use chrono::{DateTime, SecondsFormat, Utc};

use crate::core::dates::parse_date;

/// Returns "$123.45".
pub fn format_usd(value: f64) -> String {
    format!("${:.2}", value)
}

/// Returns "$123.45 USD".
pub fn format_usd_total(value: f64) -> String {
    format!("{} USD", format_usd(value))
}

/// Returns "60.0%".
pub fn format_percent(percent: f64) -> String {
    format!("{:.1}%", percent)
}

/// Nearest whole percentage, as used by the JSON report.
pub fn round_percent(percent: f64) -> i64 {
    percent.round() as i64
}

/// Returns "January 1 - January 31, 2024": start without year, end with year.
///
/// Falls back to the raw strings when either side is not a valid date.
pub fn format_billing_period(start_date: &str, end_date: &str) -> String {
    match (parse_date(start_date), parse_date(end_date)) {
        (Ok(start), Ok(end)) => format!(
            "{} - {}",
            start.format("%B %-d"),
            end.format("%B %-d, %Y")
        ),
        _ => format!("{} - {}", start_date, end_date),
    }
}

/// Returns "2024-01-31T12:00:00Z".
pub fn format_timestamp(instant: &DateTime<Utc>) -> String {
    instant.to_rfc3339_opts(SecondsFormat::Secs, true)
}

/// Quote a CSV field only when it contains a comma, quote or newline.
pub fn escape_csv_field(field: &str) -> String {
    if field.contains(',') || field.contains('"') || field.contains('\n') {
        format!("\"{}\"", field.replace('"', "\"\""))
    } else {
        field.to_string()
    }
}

* * *

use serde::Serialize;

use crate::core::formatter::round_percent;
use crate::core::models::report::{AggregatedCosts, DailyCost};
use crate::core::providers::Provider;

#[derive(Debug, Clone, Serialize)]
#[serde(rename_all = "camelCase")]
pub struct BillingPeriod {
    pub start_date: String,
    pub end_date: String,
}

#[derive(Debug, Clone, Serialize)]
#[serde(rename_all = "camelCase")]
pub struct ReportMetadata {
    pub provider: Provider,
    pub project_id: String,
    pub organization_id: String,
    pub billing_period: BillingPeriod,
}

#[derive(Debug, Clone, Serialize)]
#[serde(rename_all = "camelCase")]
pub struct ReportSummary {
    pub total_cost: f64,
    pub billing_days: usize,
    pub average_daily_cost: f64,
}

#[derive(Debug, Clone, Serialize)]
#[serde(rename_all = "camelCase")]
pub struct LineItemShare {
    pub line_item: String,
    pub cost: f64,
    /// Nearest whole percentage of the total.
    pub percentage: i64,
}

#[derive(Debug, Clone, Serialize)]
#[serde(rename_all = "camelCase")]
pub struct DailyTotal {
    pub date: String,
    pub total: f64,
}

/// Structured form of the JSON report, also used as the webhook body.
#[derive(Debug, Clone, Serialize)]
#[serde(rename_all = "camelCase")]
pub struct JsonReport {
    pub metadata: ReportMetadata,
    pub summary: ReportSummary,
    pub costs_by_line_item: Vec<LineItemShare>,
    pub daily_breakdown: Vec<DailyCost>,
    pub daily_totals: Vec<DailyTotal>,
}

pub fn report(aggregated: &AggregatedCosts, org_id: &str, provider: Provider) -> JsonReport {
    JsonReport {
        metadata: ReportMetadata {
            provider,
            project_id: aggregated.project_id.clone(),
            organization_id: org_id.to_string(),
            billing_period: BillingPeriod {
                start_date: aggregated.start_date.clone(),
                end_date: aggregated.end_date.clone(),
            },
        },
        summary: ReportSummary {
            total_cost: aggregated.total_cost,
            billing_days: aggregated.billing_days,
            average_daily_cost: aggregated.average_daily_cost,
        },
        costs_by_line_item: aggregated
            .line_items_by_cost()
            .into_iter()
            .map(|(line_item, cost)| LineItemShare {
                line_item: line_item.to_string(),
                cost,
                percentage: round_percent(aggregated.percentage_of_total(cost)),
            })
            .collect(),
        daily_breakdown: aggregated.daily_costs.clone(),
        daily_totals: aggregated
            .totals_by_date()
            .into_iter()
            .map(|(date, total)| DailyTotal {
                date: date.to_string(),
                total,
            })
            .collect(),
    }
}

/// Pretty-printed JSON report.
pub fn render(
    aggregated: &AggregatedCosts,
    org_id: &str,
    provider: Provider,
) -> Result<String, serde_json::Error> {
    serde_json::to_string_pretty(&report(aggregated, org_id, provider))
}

### Task goal
Search the listing for the word "DailyTotal" and return each line that holds it.

### Response to this task
pub struct DailyTotal {
    pub daily_totals: Vec<DailyTotal>,
            .map(|(date, total)| DailyTotal {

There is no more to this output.